### EXERCISE REQUIREMENTS
Transcribe each entry so that it matches the original exactly.

### EXTRACTED DATA
#####

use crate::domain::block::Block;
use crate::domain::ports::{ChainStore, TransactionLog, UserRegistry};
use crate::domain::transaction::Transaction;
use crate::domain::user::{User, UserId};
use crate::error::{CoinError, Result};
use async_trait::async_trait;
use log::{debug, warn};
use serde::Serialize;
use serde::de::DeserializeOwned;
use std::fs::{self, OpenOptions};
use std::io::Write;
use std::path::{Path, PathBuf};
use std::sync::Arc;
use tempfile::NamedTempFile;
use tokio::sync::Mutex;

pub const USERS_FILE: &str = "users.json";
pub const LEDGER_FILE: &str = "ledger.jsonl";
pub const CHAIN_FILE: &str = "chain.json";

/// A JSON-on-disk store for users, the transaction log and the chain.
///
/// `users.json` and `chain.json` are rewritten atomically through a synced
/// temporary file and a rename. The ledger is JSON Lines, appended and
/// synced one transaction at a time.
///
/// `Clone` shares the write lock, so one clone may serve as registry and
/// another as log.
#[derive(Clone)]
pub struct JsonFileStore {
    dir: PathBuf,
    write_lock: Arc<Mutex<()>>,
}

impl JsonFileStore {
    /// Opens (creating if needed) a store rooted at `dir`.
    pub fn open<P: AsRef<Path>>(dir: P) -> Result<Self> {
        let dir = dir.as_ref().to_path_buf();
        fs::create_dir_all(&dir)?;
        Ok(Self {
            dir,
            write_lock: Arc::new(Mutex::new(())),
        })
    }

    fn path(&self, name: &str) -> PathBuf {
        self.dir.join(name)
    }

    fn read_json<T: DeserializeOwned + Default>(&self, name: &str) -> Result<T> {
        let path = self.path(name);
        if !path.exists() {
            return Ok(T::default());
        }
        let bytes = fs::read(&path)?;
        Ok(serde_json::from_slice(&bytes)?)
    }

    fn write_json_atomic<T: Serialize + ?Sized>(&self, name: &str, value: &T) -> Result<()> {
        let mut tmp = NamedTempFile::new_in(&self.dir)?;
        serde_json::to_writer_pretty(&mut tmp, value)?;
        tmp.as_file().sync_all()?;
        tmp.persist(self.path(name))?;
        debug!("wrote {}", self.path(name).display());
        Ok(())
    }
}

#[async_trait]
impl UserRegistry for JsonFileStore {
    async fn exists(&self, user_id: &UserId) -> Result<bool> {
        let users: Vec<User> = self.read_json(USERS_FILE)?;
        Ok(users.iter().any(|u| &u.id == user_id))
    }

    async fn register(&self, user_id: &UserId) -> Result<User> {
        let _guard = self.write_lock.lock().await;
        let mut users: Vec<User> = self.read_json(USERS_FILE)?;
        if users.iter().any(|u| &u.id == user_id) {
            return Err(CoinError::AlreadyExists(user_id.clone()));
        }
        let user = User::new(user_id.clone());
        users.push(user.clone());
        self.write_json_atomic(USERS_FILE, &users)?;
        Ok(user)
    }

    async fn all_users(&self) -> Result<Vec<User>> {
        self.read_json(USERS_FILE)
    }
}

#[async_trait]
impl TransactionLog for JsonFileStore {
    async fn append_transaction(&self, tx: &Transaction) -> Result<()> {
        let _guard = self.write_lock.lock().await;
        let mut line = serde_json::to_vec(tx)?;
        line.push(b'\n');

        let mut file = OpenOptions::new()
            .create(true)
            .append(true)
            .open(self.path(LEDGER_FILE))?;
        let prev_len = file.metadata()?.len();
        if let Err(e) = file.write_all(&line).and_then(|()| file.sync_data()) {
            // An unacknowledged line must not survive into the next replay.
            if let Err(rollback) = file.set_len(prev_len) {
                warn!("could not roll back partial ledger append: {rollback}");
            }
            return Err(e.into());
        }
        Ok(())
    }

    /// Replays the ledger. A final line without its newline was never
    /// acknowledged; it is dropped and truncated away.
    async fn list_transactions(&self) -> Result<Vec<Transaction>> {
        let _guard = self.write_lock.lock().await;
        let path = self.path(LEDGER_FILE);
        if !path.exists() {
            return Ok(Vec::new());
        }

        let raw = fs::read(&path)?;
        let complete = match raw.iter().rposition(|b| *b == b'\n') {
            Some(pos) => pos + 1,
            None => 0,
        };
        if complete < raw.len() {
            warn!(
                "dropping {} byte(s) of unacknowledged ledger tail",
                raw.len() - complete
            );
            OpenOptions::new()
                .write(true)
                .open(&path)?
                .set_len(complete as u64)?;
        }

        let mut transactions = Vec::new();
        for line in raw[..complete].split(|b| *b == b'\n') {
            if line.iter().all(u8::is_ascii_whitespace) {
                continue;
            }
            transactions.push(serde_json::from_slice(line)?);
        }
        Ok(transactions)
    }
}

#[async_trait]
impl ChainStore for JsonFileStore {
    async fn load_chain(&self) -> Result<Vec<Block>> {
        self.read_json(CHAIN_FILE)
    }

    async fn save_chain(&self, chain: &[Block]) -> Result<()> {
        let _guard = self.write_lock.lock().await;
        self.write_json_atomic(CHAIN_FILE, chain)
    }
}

#####

### EXPECTED OUTPUT
use crate::domain::block::Block;
use crate::domain::ports::{ChainStore, TransactionLog, UserRegistry};
use crate::domain::transaction::Transaction;
use crate::domain::user::{User, UserId};
use crate::error::{CoinError, Result};
use async_trait::async_trait;
use log::{debug, warn};
use serde::Serialize;
use serde::de::DeserializeOwned;
use std::fs::{self, OpenOptions};
use std::io::Write;
use std::path::{Path, PathBuf};
use std::sync::Arc;
use tempfile::NamedTempFile;
use tokio::sync::Mutex;

pub const USERS_FILE: &str = "users.json";
pub const LEDGER_FILE: &str = "ledger.jsonl";
pub const CHAIN_FILE: &str = "chain.json";

/// A JSON-on-disk store for users, the transaction log and the chain.
///
/// `users.json` and `chain.json` are rewritten atomically through a synced
/// temporary file and a rename. The ledger is JSON Lines, appended and
/// synced one transaction at a time.
///
/// `Clone` shares the write lock, so one clone may serve as registry and
/// another as log.
#[derive(Clone)]
pub struct JsonFileStore {
    dir: PathBuf,
    write_lock: Arc<Mutex<()>>,
}

impl JsonFileStore {
    /// Opens (creating if needed) a store rooted at `dir`.
    pub fn open<P: AsRef<Path>>(dir: P) -> Result<Self> {
        let dir = dir.as_ref().to_path_buf();
        fs::create_dir_all(&dir)?;
        Ok(Self {
            dir,
            write_lock: Arc::new(Mutex::new(())),
        })
    }

    fn path(&self, name: &str) -> PathBuf {
        self.dir.join(name)
    }

    fn read_json<T: DeserializeOwned + Default>(&self, name: &str) -> Result<T> {
        let path = self.path(name);
        if !path.exists() {
            return Ok(T::default());
        }
        let bytes = fs::read(&path)?;
        Ok(serde_json::from_slice(&bytes)?)
    }

    fn write_json_atomic<T: Serialize + ?Sized>(&self, name: &str, value: &T) -> Result<()> {
        let mut tmp = NamedTempFile::new_in(&self.dir)?;
        serde_json::to_writer_pretty(&mut tmp, value)?;
        tmp.as_file().sync_all()?;
        tmp.persist(self.path(name))?;
        debug!("wrote {}", self.path(name).display());
        Ok(())
    }
}

#[async_trait]
impl UserRegistry for JsonFileStore {
    async fn exists(&self, user_id: &UserId) -> Result<bool> {
        let users: Vec<User> = self.read_json(USERS_FILE)?;
        Ok(users.iter().any(|u| &u.id == user_id))
    }

    async fn register(&self, user_id: &UserId) -> Result<User> {
        let _guard = self.write_lock.lock().await;
        let mut users: Vec<User> = self.read_json(USERS_FILE)?;
        if users.iter().any(|u| &u.id == user_id) {
            return Err(CoinError::AlreadyExists(user_id.clone()));
        }
        let user = User::new(user_id.clone());
        users.push(user.clone());
        self.write_json_atomic(USERS_FILE, &users)?;
        Ok(user)
    }

    async fn all_users(&self) -> Result<Vec<User>> {
        self.read_json(USERS_FILE)
    }
}

#[async_trait]
impl TransactionLog for JsonFileStore {
    async fn append_transaction(&self, tx: &Transaction) -> Result<()> {
        let _guard = self.write_lock.lock().await;
        let mut line = serde_json::to_vec(tx)?;
        line.push(b'\n');

        let mut file = OpenOptions::new()
            .create(true)
            .append(true)
            .open(self.path(LEDGER_FILE))?;
        let prev_len = file.metadata()?.len();
        if let Err(e) = file.write_all(&line).and_then(|()| file.sync_data()) {
            // An unacknowledged line must not survive into the next replay.
            if let Err(rollback) = file.set_len(prev_len) {
                warn!("could not roll back partial ledger append: {rollback}");
            }
            return Err(e.into());
        }
        Ok(())
    }

    /// Replays the ledger. A final line without its newline was never
    /// acknowledged; it is dropped and truncated away.
    async fn list_transactions(&self) -> Result<Vec<Transaction>> {
        let _guard = self.write_lock.lock().await;
        let path = self.path(LEDGER_FILE);
        if !path.exists() {
            return Ok(Vec::new());
        }

        let raw = fs::read(&path)?;
        let complete = match raw.iter().rposition(|b| *b == b'\n') {
            Some(pos) => pos + 1,
            None => 0,
        };
        if complete < raw.len() {
            warn!(
                "dropping {} byte(s) of unacknowledged ledger tail",
                raw.len() - complete
            );
            OpenOptions::new()
                .write(true)
                .open(&path)?
                .set_len(complete as u64)?;
        }

        let mut transactions = Vec::new();
        for line in raw[..complete].split(|b| *b == b'\n') {
            if line.iter().all(u8::is_ascii_whitespace) {
                continue;
            }
            transactions.push(serde_json::from_slice(line)?);
        }
        Ok(transactions)
    }
}

#[async_trait]
impl ChainStore for JsonFileStore {
    async fn load_chain(&self) -> Result<Vec<Block>> {
        self.read_json(CHAIN_FILE)
    }

    async fn save_chain(&self, chain: &[Block]) -> Result<()> {
        let _guard = self.write_lock.lock().await;
        self.write_json_atomic(CHAIN_FILE, chain)
    }
}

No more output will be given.